EXERCISE
Each line of the data below should be repeated exactly.

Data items
%%
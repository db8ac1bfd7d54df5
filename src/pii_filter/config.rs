// Copyright 2025
// SPDX-License-Identifier: Apache-2.0
//
// Configuration types for PII Filter

use serde::{Deserialize, Deserializer, Serialize};
use std::collections::BTreeSet;
use std::path::Path;
use std::str::FromStr;

use super::deny_list::DenyListConfig;
use super::error::PiiError;

/// PII categories that can be detected
#[derive(Debug, Clone, Copy, PartialEq, Eq, PartialOrd, Ord, Hash, Serialize, Deserialize)]
#[serde(rename_all = "SCREAMING_SNAKE_CASE")]
pub enum Category {
    Email,
    Phone,
    Card,
    Iban,
    Bic,
    Name,
    Address,
    PostalCode,
    Url,
    Uuid,
    Ssn,
    TaxId,
    DateOfBirth,
}

impl Category {
    pub const ALL: [Category; 13] = [
        Category::Email,
        Category::Phone,
        Category::Card,
        Category::Iban,
        Category::Bic,
        Category::Name,
        Category::Address,
        Category::PostalCode,
        Category::Url,
        Category::Uuid,
        Category::Ssn,
        Category::TaxId,
        Category::DateOfBirth,
    ];

    /// Uppercase category name, as used inside placeholders
    pub fn as_str(&self) -> &'static str {
        match self {
            Category::Email => "EMAIL",
            Category::Phone => "PHONE",
            Category::Card => "CARD",
            Category::Iban => "IBAN",
            Category::Bic => "BIC",
            Category::Name => "NAME",
            Category::Address => "ADDRESS",
            Category::PostalCode => "POSTAL_CODE",
            Category::Url => "URL",
            Category::Uuid => "UUID",
            Category::Ssn => "SSN",
            Category::TaxId => "TAX_ID",
            Category::DateOfBirth => "DATE_OF_BIRTH",
        }
    }

    /// Redaction token, e.g. `[[EMAIL]]`
    pub fn placeholder(&self) -> String {
        format!("[[{}]]", self.as_str())
    }
}

impl std::fmt::Display for Category {
    fn fmt(&self, f: &mut std::fmt::Formatter<'_>) -> std::fmt::Result {
        f.write_str(self.as_str())
    }
}

impl FromStr for Category {
    type Err = String;

    /// Case-insensitive; `-` and space are accepted in place of `_`.
    fn from_str(s: &str) -> Result<Self, Self::Err> {
        let normalized = s.trim().to_ascii_uppercase().replace(['-', ' '], "_");
        Category::ALL
            .iter()
            .copied()
            .find(|c| c.as_str() == normalized)
            .ok_or_else(|| format!("unknown category '{}'", s))
    }
}

/// Per-recognizer enable flags
#[derive(Debug, Clone, Copy, PartialEq, Eq, Serialize, Deserialize)]
#[serde(default)]
pub struct RecognizerToggles {
    pub pattern: bool,
    pub deny_list: bool,
    pub statistical: bool,
}

impl Default for RecognizerToggles {
    fn default() -> Self {
        Self {
            pattern: true,
            deny_list: true,
            statistical: true,
        }
    }
}

/// Per-call detection options
#[derive(Debug, Clone, PartialEq, Serialize, Deserialize)]
#[serde(default)]
pub struct DetectionOptions {
    #[serde(deserialize_with = "deserialize_categories")]
    pub enabled_categories: BTreeSet<Category>,
    #[serde(deserialize_with = "deserialize_confidence")]
    pub min_confidence: f64,
    pub recognizers: RecognizerToggles,
    pub timeout_ms: u64,
    pub tenant_id: Option<String>,
}

impl Default for DetectionOptions {
    fn default() -> Self {
        Self {
            enabled_categories: Category::ALL.into_iter().collect(),
            min_confidence: 0.5,
            recognizers: RecognizerToggles::default(),
            timeout_ms: 2000,
            tenant_id: None,
        }
    }
}

impl DetectionOptions {
    /// Restrict detection to the given category names, ignoring unknown ones
    pub fn with_categories<I, S>(mut self, names: I) -> Self
    where
        I: IntoIterator<Item = S>,
        S: AsRef<str>,
    {
        self.enabled_categories = parse_categories(names);
        self
    }

    pub fn with_min_confidence(mut self, min_confidence: f64) -> Self {
        self.min_confidence = clamp_confidence(min_confidence);
        self
    }

    pub fn with_tenant(mut self, tenant_id: impl Into<String>) -> Self {
        self.tenant_id = Some(tenant_id.into());
        self
    }

    pub fn is_enabled(&self, category: Category) -> bool {
        self.enabled_categories.contains(&category)
    }
}

/// Parse category names, dropping the ones that are not recognized
pub fn parse_categories<I, S>(names: I) -> BTreeSet<Category>
where
    I: IntoIterator<Item = S>,
    S: AsRef<str>,
{
    names
        .into_iter()
        .filter_map(|name| match name.as_ref().parse::<Category>() {
            Ok(category) => Some(category),
            Err(reason) => {
                tracing::warn!(%reason, "Ignoring category in options");
                None
            }
        })
        .collect()
}

pub(crate) fn clamp_confidence(value: f64) -> f64 {
    if value.is_nan() {
        0.0
    } else {
        value.clamp(0.0, 1.0)
    }
}

fn deserialize_categories<'de, D>(deserializer: D) -> Result<BTreeSet<Category>, D::Error>
where
    D: Deserializer<'de>,
{
    let names = Vec::<String>::deserialize(deserializer)?;
    Ok(parse_categories(names))
}

fn deserialize_confidence<'de, D>(deserializer: D) -> Result<f64, D::Error>
where
    D: Deserializer<'de>,
{
    f64::deserialize(deserializer).map(clamp_confidence)
}

/// Engine-level configuration, loaded once and shared by every call
#[derive(Debug, Clone, Default, Serialize, Deserialize)]
#[serde(default)]
pub struct EngineConfig {
    /// Options used when the caller does not supply their own
    pub defaults: DetectionOptions,

    /// Global and tenant-scoped deny-list rules
    pub deny_list: DenyListConfig,

    /// Regexes for values that must never be reported (case-insensitive)
    pub allow_patterns: Vec<String>,
}

impl EngineConfig {
    pub fn from_json_str(json: &str) -> Result<Self, PiiError> {
        Ok(serde_json::from_str(json)?)
    }

    pub fn from_json_value(value: serde_json::Value) -> Result<Self, PiiError> {
        Ok(serde_json::from_value(value)?)
    }

    pub fn from_json_file(path: impl AsRef<Path>) -> Result<Self, PiiError> {
        let path = path.as_ref();
        let raw = std::fs::read_to_string(path).map_err(|source| PiiError::ConfigFile {
            path: path.display().to_string(),
            source,
        })?;
        Self::from_json_str(&raw)
    }
}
%%
SOLUTION
repository db8ac1bfd7d54df5
filename src/pii_filter/config.rs
// Copyright 2025
// SPDX-License-Identifier: Apache-2.0
//
// Configuration types for PII Filter

use serde::{Deserialize, Deserializer, Serialize};
use std::collections::BTreeSet;
use std::path::Path;
use std::str::FromStr;

use super::deny_list::DenyListConfig;
use super::error::PiiError;

/// PII categories that can be detected
#[derive(Debug, Clone, Copy, PartialEq, Eq, PartialOrd, Ord, Hash, Serialize, Deserialize)]
#[serde(rename_all = "SCREAMING_SNAKE_CASE")]
pub enum Category {
    Email,
    Phone,
    Card,
    Iban,
    Bic,
    Name,
    Address,
    PostalCode,
    Url,
    Uuid,
    Ssn,
    TaxId,
    DateOfBirth,
}

impl Category {
    pub const ALL: [Category; 13] = [
        Category::Email,
        Category::Phone,
        Category::Card,
        Category::Iban,
        Category::Bic,
        Category::Name,
        Category::Address,
        Category::PostalCode,
        Category::Url,
        Category::Uuid,
        Category::Ssn,
        Category::TaxId,
        Category::DateOfBirth,
    ];

    /// Uppercase category name, as used inside placeholders
    pub fn as_str(&self) -> &'static str {
        match self {
            Category::Email => "EMAIL",
            Category::Phone => "PHONE",
            Category::Card => "CARD",
            Category::Iban => "IBAN",
            Category::Bic => "BIC",
            Category::Name => "NAME",
            Category::Address => "ADDRESS",
            Category::PostalCode => "POSTAL_CODE",
            Category::Url => "URL",
            Category::Uuid => "UUID",
            Category::Ssn => "SSN",
            Category::TaxId => "TAX_ID",
            Category::DateOfBirth => "DATE_OF_BIRTH",
        }
    }

    /// Redaction token, e.g. `[[EMAIL]]`
    pub fn placeholder(&self) -> String {
        format!("[[{}]]", self.as_str())
    }
}

impl std::fmt::Display for Category {
    fn fmt(&self, f: &mut std::fmt::Formatter<'_>) -> std::fmt::Result {
        f.write_str(self.as_str())
    }
}

impl FromStr for Category {
    type Err = String;

    /// Case-insensitive; `-` and space are accepted in place of `_`.
    fn from_str(s: &str) -> Result<Self, Self::Err> {
        let normalized = s.trim().to_ascii_uppercase().replace(['-', ' '], "_");
        Category::ALL
            .iter()
            .copied()
            .find(|c| c.as_str() == normalized)
            .ok_or_else(|| format!("unknown category '{}'", s))
    }
}

/// Per-recognizer enable flags
#[derive(Debug, Clone, Copy, PartialEq, Eq, Serialize, Deserialize)]
#[serde(default)]
pub struct RecognizerToggles {
    pub pattern: bool,
    pub deny_list: bool,
    pub statistical: bool,
}

impl Default for RecognizerToggles {
    fn default() -> Self {
        Self {
            pattern: true,
            deny_list: true,
            statistical: true,
        }
    }
}

/// Per-call detection options
#[derive(Debug, Clone, PartialEq, Serialize, Deserialize)]
#[serde(default)]
pub struct DetectionOptions {
    #[serde(deserialize_with = "deserialize_categories")]
    pub enabled_categories: BTreeSet<Category>,
    #[serde(deserialize_with = "deserialize_confidence")]
    pub min_confidence: f64,
    pub recognizers: RecognizerToggles,
    pub timeout_ms: u64,
    pub tenant_id: Option<String>,
}

impl Default for DetectionOptions {
    fn default() -> Self {
        Self {
            enabled_categories: Category::ALL.into_iter().collect(),
            min_confidence: 0.5,
            recognizers: RecognizerToggles::default(),
            timeout_ms: 2000,
            tenant_id: None,
        }
    }
}

impl DetectionOptions {
    /// Restrict detection to the given category names, ignoring unknown ones
    pub fn with_categories<I, S>(mut self, names: I) -> Self
    where
        I: IntoIterator<Item = S>,
        S: AsRef<str>,
    {
        self.enabled_categories = parse_categories(names);
        self
    }

    pub fn with_min_confidence(mut self, min_confidence: f64) -> Self {
        self.min_confidence = clamp_confidence(min_confidence);
        self
    }

    pub fn with_tenant(mut self, tenant_id: impl Into<String>) -> Self {
        self.tenant_id = Some(tenant_id.into());
        self
    }

    pub fn is_enabled(&self, category: Category) -> bool {
        self.enabled_categories.contains(&category)
    }
}

/// Parse category names, dropping the ones that are not recognized
pub fn parse_categories<I, S>(names: I) -> BTreeSet<Category>
where
    I: IntoIterator<Item = S>,
    S: AsRef<str>,
{
    names
        .into_iter()
        .filter_map(|name| match name.as_ref().parse::<Category>() {
            Ok(category) => Some(category),
            Err(reason) => {
                tracing::warn!(%reason, "Ignoring category in options");
                None
            }
        })
        .collect()
}

pub(crate) fn clamp_confidence(value: f64) -> f64 {
    if value.is_nan() {
        0.0
    } else {
        value.clamp(0.0, 1.0)
    }
}

fn deserialize_categories<'de, D>(deserializer: D) -> Result<BTreeSet<Category>, D::Error>
where
    D: Deserializer<'de>,
{
    let names = Vec::<String>::deserialize(deserializer)?;
    Ok(parse_categories(names))
}

fn deserialize_confidence<'de, D>(deserializer: D) -> Result<f64, D::Error>
where
    D: Deserializer<'de>,
{
    f64::deserialize(deserializer).map(clamp_confidence)
}

/// Engine-level configuration, loaded once and shared by every call
#[derive(Debug, Clone, Default, Serialize, Deserialize)]
#[serde(default)]
pub struct EngineConfig {
    /// Options used when the caller does not supply their own
    pub defaults: DetectionOptions,

    /// Global and tenant-scoped deny-list rules
    pub deny_list: DenyListConfig,

    /// Regexes for values that must never be reported (case-insensitive)
    pub allow_patterns: Vec<String>,
}

impl EngineConfig {
    pub fn from_json_str(json: &str) -> Result<Self, PiiError> {
        Ok(serde_json::from_str(json)?)
    }

    pub fn from_json_value(value: serde_json::Value) -> Result<Self, PiiError> {
        Ok(serde_json::from_value(value)?)
    }

    pub fn from_json_file(path: impl AsRef<Path>) -> Result<Self, PiiError> {
        let path = path.as_ref();
        let raw = std::fs::read_to_string(path).map_err(|source| PiiError::ConfigFile {
            path: path.display().to_string(),
            source,
        })?;
        Self::from_json_str(&raw)
    }
}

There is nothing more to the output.